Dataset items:
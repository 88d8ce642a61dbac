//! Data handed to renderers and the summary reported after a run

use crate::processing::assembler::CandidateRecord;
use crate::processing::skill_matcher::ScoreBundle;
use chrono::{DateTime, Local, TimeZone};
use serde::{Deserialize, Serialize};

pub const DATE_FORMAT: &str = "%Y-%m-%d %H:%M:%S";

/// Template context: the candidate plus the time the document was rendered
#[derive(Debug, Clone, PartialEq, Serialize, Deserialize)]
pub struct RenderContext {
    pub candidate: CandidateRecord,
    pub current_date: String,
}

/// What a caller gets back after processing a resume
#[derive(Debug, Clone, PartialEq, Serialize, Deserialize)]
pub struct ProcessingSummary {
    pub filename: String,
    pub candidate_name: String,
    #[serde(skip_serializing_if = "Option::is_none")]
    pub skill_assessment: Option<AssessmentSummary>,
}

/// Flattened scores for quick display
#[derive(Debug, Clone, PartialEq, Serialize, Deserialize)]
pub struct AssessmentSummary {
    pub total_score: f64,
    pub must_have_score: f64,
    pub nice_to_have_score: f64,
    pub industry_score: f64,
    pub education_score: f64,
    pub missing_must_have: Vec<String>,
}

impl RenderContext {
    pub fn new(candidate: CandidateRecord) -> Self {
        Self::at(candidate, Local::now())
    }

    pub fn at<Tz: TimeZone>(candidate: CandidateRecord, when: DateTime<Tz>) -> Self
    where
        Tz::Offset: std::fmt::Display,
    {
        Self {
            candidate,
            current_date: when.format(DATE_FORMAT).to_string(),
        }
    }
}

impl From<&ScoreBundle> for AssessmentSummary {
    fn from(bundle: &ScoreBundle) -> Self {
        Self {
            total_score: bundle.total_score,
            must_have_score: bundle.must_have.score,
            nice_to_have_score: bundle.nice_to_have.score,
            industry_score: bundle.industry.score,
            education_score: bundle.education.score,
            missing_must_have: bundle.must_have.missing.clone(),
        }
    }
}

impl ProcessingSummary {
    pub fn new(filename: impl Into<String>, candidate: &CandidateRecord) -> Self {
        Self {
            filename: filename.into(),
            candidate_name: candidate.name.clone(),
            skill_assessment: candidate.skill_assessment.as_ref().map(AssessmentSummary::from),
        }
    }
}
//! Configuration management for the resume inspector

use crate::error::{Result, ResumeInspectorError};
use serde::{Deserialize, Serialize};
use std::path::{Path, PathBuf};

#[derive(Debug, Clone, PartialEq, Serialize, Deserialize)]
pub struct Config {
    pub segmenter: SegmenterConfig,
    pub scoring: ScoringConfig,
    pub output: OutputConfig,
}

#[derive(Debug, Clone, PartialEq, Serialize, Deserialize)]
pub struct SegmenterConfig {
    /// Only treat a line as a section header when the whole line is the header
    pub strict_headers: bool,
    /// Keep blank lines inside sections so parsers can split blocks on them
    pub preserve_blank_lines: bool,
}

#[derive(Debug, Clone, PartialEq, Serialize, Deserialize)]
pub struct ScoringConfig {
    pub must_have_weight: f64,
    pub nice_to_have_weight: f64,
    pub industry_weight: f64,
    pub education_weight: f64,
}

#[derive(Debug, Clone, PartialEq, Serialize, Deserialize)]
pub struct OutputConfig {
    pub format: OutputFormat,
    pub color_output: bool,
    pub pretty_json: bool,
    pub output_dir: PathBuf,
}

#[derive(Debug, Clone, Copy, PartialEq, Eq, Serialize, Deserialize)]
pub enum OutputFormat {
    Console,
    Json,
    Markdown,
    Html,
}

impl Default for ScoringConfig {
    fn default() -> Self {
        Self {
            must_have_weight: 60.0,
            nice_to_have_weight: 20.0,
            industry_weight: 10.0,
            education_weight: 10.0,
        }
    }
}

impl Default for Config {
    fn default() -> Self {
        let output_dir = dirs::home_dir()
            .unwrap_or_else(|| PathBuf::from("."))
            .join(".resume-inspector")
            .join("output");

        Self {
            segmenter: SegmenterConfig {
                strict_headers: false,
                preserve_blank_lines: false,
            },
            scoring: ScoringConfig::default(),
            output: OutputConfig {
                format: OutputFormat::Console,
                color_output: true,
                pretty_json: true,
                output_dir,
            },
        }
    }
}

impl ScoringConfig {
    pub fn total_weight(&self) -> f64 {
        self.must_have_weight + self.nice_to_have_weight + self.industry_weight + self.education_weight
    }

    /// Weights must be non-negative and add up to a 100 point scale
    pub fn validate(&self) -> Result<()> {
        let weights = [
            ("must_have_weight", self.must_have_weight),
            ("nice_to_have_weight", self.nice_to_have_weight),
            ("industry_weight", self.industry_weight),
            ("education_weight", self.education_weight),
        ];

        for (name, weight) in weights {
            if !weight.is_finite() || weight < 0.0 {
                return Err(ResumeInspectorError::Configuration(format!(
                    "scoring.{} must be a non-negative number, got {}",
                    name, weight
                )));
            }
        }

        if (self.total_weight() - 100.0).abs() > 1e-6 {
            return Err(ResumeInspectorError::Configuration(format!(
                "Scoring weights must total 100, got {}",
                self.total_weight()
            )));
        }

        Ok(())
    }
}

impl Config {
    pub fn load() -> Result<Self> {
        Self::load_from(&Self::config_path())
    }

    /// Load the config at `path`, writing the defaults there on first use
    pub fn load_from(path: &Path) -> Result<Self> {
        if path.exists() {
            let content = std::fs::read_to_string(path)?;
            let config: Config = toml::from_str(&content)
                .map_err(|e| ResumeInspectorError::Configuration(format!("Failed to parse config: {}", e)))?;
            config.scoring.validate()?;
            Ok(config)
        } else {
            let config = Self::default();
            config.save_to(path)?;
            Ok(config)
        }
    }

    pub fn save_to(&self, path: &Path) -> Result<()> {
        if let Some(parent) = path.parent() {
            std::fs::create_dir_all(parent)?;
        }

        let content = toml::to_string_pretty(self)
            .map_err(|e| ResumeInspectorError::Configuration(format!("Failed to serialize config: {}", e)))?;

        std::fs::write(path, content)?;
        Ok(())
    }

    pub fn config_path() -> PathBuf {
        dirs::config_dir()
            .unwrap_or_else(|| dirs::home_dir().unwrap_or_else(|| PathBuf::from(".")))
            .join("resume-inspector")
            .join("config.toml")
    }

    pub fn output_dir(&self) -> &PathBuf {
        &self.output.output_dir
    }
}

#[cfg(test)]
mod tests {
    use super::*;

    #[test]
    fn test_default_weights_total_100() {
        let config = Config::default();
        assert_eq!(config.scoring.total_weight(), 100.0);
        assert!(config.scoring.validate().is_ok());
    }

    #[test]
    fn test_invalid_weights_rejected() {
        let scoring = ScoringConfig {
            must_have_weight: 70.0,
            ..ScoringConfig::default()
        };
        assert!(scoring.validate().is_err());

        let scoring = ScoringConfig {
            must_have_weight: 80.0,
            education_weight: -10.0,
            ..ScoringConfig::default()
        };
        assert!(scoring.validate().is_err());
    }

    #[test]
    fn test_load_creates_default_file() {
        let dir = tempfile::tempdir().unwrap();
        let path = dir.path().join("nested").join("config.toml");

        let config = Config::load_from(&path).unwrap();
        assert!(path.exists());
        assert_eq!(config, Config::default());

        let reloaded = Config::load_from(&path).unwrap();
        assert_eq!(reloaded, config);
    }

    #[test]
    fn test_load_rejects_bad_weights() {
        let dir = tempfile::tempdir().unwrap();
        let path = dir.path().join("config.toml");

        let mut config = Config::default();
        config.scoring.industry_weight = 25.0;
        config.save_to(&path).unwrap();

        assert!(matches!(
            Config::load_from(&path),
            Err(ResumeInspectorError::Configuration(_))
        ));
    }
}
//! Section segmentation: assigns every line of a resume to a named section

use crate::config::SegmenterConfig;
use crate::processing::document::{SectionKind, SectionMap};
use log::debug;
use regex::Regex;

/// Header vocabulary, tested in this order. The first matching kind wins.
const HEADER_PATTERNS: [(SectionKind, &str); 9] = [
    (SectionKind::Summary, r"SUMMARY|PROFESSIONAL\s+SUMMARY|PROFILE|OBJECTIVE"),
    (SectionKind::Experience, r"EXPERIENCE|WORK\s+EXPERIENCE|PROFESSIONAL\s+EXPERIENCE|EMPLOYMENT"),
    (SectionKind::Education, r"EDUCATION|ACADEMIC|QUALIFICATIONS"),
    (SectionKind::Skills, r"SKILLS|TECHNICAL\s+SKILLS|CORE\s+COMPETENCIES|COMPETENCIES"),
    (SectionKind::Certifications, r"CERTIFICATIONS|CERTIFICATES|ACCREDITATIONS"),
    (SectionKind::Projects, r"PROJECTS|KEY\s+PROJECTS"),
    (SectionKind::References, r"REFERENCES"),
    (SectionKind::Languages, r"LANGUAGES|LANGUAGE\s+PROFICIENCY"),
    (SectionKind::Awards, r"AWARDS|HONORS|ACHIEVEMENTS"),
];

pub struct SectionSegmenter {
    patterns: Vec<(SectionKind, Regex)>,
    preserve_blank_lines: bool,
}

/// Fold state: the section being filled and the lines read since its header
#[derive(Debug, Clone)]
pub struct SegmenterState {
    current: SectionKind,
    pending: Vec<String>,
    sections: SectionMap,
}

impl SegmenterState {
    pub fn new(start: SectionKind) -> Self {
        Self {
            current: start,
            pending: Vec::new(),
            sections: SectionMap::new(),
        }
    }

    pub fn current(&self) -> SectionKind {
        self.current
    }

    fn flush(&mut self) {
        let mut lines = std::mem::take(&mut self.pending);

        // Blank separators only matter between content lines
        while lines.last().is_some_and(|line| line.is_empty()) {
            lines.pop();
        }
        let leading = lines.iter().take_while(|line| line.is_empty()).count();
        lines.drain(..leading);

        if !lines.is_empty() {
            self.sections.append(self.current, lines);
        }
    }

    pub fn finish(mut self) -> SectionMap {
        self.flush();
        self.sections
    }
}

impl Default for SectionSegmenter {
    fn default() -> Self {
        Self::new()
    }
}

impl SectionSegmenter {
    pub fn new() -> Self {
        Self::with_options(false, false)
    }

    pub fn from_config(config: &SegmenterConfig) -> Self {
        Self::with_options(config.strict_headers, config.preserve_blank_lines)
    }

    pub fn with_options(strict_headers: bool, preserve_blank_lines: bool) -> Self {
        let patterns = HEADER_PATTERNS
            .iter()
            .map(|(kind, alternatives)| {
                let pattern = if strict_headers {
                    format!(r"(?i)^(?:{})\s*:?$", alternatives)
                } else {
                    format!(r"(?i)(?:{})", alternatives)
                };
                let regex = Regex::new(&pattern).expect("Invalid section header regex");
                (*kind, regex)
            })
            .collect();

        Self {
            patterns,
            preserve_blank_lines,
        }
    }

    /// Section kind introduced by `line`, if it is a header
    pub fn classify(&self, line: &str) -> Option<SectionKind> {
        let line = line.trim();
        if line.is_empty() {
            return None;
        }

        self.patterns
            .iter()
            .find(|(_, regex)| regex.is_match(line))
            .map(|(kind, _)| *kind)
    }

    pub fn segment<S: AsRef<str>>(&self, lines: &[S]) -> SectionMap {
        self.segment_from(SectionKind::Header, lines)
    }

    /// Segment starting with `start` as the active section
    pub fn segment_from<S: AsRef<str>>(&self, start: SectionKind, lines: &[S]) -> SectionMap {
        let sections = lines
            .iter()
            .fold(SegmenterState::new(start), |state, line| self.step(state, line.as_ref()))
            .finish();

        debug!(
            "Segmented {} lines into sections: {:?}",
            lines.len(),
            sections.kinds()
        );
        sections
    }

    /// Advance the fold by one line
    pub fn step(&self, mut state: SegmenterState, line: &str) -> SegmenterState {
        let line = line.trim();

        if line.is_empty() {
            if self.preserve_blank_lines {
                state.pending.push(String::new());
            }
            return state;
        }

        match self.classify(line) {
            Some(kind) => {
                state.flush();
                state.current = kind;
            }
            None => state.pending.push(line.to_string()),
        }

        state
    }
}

GOAL OF THE EXERCISE:
Every line that contains "OutputFormat" should be copied out of the data.

TASK RESPONSE:
    pub format: OutputFormat,
pub enum OutputFormat {
                format: OutputFormat::Console,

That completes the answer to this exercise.